**Data for this task**
BEGIN
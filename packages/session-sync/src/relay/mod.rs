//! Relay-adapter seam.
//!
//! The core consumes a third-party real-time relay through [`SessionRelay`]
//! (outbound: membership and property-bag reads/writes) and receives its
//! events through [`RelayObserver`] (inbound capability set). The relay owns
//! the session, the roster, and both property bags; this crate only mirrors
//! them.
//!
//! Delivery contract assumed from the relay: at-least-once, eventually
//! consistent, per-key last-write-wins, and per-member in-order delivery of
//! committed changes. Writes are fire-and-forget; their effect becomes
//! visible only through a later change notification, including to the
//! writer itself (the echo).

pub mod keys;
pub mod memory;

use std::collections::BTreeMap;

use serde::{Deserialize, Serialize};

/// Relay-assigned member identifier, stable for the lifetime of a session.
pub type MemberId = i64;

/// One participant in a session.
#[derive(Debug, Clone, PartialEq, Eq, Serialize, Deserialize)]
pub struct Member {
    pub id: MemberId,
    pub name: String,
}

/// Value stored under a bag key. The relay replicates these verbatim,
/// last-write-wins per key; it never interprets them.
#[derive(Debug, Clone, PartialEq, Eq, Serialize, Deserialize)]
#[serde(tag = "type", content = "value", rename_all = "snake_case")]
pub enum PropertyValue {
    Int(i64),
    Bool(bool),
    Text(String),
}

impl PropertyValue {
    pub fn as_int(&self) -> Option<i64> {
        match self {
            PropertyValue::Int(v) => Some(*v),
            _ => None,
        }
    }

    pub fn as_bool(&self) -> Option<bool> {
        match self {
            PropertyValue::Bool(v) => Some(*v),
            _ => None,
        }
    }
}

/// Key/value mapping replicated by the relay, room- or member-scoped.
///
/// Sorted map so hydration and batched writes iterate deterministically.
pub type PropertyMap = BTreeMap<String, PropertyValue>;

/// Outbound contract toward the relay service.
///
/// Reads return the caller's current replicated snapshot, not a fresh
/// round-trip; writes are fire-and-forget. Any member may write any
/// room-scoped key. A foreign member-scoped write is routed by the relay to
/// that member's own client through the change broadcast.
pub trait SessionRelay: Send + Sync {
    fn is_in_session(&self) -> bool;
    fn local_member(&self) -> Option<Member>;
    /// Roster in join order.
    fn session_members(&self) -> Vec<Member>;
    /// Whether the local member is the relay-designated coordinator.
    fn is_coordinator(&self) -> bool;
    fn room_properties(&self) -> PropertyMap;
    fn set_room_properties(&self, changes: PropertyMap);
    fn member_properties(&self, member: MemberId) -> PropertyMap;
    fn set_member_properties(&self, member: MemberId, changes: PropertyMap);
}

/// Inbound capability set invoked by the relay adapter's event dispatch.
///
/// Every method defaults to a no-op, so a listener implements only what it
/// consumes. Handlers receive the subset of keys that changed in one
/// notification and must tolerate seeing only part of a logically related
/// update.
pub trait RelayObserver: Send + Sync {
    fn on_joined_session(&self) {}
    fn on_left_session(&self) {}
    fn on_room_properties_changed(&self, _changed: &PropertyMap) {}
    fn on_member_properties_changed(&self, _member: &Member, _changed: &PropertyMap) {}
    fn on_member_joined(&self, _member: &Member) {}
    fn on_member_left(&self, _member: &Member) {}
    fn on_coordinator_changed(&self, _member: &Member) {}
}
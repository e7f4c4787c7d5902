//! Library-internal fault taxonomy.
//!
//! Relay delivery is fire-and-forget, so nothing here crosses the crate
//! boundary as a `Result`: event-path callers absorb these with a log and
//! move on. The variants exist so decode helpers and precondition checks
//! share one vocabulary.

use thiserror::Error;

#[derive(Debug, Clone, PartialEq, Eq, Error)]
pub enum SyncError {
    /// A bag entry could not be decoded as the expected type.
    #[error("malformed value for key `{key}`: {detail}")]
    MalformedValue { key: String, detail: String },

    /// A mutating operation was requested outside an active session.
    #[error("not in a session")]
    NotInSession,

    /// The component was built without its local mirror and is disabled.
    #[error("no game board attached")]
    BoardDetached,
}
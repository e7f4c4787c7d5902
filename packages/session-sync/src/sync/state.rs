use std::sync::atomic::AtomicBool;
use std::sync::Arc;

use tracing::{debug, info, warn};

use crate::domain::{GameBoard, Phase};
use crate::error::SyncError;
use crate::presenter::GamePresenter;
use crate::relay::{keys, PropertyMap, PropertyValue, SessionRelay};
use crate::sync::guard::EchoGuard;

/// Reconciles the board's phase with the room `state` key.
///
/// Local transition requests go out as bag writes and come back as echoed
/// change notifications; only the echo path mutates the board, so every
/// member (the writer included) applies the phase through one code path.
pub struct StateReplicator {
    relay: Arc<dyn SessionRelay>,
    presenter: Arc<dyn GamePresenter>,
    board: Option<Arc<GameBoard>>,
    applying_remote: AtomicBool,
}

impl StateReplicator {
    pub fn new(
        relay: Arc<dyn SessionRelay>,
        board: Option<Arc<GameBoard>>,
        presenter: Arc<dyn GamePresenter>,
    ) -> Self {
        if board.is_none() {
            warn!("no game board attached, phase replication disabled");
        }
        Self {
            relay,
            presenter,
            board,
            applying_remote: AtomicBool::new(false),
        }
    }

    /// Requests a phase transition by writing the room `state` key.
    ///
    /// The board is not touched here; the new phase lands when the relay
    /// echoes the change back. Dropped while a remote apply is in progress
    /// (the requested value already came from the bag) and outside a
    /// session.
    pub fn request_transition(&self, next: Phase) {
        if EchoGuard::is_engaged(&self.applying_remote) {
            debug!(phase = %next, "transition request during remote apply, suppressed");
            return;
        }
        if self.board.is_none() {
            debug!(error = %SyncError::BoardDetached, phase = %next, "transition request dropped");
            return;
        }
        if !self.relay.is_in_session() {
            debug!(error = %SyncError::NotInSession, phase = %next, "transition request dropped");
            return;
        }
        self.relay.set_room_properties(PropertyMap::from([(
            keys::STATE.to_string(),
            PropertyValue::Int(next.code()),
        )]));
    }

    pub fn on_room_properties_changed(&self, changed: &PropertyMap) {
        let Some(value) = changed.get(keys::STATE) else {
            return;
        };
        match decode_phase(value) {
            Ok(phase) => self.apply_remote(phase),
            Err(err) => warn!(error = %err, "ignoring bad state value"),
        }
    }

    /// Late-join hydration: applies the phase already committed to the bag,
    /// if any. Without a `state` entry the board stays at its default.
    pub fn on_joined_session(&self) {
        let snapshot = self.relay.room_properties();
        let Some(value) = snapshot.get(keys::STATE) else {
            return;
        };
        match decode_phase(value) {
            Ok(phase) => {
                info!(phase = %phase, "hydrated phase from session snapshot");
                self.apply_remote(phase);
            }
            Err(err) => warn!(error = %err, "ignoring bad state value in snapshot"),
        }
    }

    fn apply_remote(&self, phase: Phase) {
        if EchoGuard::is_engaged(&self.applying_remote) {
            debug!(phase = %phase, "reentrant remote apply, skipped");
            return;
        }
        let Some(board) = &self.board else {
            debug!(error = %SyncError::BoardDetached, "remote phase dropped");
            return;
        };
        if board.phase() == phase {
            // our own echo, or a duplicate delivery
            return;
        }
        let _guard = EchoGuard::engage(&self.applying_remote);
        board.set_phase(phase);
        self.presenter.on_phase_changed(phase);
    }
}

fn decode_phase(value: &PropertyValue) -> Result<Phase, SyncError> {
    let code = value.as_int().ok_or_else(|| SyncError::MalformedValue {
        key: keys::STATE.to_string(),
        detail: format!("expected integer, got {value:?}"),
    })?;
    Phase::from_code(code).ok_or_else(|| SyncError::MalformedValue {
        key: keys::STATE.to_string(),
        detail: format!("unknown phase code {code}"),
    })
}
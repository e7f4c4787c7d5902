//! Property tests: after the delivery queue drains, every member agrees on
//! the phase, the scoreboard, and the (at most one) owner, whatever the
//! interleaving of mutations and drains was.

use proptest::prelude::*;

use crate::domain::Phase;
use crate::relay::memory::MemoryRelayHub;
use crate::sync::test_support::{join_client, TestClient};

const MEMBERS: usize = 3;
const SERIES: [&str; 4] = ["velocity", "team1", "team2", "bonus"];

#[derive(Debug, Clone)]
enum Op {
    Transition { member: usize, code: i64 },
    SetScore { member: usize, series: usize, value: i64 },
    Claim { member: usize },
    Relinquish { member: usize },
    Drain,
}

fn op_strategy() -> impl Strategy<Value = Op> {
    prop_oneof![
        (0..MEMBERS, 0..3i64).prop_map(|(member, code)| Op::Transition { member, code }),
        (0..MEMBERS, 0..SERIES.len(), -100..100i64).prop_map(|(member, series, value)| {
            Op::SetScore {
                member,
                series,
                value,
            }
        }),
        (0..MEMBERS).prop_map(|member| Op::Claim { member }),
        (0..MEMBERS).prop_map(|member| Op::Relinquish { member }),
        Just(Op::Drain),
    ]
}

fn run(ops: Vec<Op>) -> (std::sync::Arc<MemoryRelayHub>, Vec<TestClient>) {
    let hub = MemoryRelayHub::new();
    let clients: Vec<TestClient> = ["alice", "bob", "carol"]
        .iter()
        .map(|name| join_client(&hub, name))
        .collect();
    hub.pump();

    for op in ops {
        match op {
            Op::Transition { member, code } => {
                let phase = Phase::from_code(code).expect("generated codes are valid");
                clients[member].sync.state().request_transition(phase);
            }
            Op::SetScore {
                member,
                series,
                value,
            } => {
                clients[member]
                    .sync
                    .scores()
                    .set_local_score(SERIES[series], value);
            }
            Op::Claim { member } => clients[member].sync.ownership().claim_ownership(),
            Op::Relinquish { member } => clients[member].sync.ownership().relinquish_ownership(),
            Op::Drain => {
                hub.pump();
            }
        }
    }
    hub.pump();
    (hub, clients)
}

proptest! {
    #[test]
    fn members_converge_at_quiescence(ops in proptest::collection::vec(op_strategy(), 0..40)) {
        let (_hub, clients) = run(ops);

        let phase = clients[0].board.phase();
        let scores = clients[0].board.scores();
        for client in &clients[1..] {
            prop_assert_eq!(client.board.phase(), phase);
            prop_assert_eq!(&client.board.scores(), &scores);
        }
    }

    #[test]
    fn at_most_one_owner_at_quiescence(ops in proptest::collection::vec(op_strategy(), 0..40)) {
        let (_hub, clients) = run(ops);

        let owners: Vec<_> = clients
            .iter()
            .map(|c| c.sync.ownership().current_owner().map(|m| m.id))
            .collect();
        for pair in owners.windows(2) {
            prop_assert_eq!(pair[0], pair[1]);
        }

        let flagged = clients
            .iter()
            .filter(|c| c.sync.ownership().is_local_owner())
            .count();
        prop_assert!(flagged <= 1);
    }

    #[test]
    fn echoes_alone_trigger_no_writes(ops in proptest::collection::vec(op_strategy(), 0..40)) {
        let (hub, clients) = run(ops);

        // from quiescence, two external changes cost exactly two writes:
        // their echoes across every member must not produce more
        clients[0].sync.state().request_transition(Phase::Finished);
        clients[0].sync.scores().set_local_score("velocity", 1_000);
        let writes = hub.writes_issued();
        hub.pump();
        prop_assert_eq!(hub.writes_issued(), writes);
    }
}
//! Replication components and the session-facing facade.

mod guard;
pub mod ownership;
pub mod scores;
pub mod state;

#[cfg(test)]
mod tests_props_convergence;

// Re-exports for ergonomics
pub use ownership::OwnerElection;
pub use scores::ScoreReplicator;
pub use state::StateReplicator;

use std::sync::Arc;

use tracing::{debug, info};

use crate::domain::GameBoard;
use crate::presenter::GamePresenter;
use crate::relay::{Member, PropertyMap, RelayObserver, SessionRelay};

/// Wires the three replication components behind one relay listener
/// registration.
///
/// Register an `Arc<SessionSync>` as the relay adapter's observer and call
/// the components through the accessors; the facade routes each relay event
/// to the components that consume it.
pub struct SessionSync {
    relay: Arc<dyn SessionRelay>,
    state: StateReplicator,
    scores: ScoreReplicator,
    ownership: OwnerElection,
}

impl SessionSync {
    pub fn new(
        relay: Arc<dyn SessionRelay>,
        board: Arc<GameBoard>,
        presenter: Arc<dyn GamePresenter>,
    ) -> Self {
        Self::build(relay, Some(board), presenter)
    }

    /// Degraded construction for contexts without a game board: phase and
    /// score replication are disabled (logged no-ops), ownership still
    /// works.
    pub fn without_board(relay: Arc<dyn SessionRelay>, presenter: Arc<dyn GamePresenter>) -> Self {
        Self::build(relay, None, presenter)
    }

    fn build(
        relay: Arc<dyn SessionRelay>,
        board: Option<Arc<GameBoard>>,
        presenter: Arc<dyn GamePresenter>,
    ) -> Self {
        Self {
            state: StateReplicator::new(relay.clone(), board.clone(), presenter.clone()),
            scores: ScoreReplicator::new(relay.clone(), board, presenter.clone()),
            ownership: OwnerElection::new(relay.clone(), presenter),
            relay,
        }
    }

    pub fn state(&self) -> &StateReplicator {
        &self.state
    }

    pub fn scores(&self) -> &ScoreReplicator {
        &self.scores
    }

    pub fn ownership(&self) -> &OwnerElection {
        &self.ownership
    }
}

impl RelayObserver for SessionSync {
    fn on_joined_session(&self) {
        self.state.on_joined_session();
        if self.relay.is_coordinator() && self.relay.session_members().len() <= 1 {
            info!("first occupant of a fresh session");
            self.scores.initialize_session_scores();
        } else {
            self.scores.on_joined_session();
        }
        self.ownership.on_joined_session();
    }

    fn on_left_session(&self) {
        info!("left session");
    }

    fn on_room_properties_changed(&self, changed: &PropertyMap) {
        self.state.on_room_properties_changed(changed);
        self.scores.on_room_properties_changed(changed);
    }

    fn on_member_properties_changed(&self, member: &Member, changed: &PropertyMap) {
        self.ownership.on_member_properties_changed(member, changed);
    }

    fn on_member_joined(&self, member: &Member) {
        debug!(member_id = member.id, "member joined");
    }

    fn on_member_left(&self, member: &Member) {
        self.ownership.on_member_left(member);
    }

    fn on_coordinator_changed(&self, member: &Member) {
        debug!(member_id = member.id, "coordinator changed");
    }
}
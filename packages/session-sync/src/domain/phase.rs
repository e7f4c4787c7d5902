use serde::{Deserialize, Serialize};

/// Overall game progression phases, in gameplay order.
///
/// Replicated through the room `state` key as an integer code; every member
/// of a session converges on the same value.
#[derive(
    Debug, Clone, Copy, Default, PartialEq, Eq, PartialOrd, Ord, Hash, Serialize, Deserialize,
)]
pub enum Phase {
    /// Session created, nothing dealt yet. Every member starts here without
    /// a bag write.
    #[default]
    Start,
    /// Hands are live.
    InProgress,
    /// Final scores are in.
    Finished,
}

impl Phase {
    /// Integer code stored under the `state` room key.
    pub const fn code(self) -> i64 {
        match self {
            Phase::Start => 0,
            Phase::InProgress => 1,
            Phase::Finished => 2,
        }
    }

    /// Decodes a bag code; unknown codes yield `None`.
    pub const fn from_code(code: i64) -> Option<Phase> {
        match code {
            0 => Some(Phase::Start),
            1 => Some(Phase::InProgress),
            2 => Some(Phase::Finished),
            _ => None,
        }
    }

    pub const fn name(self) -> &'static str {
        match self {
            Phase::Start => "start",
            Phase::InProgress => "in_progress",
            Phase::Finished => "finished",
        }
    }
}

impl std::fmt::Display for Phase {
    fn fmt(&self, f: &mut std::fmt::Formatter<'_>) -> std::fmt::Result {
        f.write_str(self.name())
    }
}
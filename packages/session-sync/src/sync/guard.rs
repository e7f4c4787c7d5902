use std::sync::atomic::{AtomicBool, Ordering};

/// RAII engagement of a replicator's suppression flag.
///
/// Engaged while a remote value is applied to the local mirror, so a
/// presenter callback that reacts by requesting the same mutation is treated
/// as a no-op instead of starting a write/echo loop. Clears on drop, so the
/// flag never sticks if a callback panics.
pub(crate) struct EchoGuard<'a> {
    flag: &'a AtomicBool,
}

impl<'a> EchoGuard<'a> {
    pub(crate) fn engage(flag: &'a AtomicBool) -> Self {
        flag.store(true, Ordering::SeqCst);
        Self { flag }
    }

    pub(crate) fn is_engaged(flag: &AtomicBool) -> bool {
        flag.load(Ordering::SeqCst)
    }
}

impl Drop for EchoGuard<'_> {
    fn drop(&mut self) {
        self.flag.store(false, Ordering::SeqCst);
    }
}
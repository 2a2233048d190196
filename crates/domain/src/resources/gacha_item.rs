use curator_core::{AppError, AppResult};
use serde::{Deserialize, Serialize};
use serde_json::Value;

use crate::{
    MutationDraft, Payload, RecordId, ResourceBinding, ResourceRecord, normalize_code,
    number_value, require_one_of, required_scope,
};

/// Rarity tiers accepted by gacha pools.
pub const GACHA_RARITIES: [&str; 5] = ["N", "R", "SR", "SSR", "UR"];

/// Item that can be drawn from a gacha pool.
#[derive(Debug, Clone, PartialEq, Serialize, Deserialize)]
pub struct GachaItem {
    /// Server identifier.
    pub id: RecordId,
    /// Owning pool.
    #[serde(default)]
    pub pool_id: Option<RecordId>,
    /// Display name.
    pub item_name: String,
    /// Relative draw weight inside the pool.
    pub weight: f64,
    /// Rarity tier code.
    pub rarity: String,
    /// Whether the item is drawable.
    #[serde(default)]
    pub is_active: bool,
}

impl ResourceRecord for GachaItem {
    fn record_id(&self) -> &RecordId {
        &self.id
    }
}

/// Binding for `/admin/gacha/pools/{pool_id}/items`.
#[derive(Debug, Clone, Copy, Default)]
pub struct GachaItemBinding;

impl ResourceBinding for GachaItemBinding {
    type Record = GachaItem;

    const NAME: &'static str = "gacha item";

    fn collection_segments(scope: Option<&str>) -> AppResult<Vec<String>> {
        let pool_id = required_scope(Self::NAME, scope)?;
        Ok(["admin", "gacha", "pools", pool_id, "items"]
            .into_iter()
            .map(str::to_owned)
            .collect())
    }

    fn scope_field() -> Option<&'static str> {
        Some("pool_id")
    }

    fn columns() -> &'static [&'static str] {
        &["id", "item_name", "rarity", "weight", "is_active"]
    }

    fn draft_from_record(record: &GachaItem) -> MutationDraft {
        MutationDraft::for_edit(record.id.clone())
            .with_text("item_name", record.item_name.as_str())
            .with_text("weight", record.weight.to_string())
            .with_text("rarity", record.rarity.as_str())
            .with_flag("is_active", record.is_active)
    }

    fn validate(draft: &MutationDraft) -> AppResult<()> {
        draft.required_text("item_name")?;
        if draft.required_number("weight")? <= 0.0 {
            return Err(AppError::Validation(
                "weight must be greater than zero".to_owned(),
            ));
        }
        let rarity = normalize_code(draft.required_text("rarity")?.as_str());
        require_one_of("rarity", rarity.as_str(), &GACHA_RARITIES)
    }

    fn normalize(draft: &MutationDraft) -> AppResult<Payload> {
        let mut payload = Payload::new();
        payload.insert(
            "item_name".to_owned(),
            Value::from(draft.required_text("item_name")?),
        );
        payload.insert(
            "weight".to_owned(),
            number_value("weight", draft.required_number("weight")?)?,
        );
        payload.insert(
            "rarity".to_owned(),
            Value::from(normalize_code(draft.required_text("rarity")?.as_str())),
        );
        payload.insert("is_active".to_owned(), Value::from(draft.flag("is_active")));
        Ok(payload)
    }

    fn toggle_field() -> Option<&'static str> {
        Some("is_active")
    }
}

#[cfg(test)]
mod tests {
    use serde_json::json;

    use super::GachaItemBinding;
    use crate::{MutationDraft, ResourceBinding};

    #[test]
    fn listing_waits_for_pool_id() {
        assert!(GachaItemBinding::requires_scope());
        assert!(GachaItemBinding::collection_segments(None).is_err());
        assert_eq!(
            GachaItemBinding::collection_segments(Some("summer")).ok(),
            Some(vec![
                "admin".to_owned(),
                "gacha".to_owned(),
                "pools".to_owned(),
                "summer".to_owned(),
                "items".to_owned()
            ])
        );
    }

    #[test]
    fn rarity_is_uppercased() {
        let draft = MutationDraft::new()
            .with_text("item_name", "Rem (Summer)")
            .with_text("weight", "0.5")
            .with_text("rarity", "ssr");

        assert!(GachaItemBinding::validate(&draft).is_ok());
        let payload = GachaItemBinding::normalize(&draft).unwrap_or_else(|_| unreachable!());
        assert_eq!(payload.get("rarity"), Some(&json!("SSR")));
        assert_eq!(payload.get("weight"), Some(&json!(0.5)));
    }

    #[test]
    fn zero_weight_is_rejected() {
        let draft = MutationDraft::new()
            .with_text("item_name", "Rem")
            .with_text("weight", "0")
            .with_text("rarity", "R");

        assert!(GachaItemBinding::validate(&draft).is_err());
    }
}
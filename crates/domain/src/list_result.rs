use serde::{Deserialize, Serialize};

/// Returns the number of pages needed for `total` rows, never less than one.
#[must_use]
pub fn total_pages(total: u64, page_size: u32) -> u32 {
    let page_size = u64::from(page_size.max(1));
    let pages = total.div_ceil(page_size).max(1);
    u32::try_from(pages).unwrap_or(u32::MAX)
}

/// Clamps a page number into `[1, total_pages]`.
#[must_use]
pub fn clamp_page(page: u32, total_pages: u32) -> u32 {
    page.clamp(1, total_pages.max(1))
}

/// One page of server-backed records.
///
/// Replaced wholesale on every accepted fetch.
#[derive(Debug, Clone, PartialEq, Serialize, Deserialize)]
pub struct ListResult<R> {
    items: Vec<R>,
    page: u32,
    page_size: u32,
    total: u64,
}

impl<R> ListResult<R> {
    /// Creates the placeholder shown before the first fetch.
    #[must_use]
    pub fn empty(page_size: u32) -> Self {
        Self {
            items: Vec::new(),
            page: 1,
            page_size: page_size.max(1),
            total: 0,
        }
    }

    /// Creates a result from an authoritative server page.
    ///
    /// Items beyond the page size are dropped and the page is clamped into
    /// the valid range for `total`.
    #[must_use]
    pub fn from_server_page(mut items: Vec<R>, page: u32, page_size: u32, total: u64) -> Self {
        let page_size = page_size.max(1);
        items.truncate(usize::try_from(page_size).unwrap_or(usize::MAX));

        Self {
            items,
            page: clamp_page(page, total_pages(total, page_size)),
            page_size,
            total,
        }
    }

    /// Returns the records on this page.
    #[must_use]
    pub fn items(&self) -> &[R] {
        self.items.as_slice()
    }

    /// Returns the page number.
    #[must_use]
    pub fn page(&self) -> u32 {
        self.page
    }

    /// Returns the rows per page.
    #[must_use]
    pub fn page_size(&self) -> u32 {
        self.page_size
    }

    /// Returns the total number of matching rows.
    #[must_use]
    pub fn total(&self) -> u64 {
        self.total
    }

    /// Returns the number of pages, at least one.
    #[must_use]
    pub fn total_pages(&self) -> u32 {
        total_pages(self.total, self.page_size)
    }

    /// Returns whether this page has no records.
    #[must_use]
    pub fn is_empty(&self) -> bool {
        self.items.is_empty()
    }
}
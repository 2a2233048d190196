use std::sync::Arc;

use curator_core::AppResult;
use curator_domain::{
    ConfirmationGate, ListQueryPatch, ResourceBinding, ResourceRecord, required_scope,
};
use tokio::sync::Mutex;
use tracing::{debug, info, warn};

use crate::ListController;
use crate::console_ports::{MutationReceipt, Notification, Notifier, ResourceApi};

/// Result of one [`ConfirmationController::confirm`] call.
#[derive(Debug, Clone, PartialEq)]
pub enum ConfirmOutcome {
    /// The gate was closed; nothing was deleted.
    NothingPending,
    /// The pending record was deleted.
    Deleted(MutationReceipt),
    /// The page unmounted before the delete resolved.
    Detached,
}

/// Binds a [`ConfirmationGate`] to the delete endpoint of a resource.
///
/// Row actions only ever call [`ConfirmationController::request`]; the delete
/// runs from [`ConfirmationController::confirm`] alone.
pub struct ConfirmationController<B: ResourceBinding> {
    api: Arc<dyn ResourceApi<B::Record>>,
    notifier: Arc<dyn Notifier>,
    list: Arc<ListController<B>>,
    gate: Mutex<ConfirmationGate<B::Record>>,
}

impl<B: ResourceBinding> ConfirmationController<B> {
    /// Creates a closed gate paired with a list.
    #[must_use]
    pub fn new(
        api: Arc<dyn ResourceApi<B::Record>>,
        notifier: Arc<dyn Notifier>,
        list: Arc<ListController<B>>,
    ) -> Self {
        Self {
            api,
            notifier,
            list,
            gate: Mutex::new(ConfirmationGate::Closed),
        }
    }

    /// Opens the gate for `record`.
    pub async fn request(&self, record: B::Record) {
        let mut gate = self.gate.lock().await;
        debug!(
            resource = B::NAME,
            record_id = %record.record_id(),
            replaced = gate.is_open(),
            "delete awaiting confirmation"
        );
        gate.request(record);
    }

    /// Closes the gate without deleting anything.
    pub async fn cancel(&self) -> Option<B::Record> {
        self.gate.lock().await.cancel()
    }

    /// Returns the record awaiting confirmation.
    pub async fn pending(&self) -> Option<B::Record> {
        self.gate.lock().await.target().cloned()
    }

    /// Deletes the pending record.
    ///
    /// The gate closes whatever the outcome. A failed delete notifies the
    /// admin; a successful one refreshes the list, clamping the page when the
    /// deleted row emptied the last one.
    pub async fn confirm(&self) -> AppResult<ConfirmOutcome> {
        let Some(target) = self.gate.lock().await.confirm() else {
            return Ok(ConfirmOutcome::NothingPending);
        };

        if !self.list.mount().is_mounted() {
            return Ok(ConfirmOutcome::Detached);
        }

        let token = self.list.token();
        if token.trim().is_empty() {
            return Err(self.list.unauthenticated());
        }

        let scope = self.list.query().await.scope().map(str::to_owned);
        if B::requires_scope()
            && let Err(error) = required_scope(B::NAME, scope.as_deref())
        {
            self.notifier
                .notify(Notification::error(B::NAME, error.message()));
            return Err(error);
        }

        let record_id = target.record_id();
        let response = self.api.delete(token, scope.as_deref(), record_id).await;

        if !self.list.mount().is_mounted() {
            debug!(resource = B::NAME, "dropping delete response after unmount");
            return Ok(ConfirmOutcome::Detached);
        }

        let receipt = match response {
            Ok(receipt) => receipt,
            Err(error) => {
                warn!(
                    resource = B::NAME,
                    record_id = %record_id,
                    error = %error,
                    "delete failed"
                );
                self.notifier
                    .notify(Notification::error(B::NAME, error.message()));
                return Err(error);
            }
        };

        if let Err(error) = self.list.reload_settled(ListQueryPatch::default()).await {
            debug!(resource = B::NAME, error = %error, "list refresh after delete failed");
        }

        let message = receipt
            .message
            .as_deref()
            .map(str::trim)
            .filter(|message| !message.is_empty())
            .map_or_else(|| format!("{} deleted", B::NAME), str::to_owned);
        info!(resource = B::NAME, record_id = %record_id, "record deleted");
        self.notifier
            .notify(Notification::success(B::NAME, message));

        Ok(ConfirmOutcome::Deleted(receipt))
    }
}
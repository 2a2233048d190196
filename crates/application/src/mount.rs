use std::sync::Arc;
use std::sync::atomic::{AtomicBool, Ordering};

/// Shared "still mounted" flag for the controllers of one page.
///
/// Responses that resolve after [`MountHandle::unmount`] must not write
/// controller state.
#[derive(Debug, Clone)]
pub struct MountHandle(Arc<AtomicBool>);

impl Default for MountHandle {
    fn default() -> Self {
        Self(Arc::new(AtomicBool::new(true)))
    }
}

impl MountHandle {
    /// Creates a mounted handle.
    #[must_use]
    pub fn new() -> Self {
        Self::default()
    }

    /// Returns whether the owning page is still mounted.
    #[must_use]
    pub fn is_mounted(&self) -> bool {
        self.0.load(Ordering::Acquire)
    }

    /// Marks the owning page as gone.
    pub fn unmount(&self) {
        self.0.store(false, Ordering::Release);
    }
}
END
**Task directions**
Take the line containing "let message = receipt" as the first line and the last line of the data above as the final one. Write out these lines and all between them exactly.

**Task result**
        let message = receipt
            .message
            .as_deref()
            .map(str::trim)
            .filter(|message| !message.is_empty())
            .map_or_else(|| format!("{} deleted", B::NAME), str::to_owned);
        info!(resource = B::NAME, record_id = %record_id, "record deleted");
        self.notifier
            .notify(Notification::success(B::NAME, message));

        Ok(ConfirmOutcome::Deleted(receipt))
    }
}
repository 2a2233048d190196
filename crates/application/src/mount.rs
use std::sync::Arc;
use std::sync::atomic::{AtomicBool, Ordering};

/// Shared "still mounted" flag for the controllers of one page.
///
/// Responses that resolve after [`MountHandle::unmount`] must not write
/// controller state.
#[derive(Debug, Clone)]
pub struct MountHandle(Arc<AtomicBool>);

impl Default for MountHandle {
    fn default() -> Self {
        Self(Arc::new(AtomicBool::new(true)))
    }
}

impl MountHandle {
    /// Creates a mounted handle.
    #[must_use]
    pub fn new() -> Self {
        Self::default()
    }

    /// Returns whether the owning page is still mounted.
    #[must_use]
    pub fn is_mounted(&self) -> bool {
        self.0.load(Ordering::Acquire)
    }

    /// Marks the owning page as gone.
    pub fn unmount(&self) {
        self.0.store(false, Ordering::Release);
    }
}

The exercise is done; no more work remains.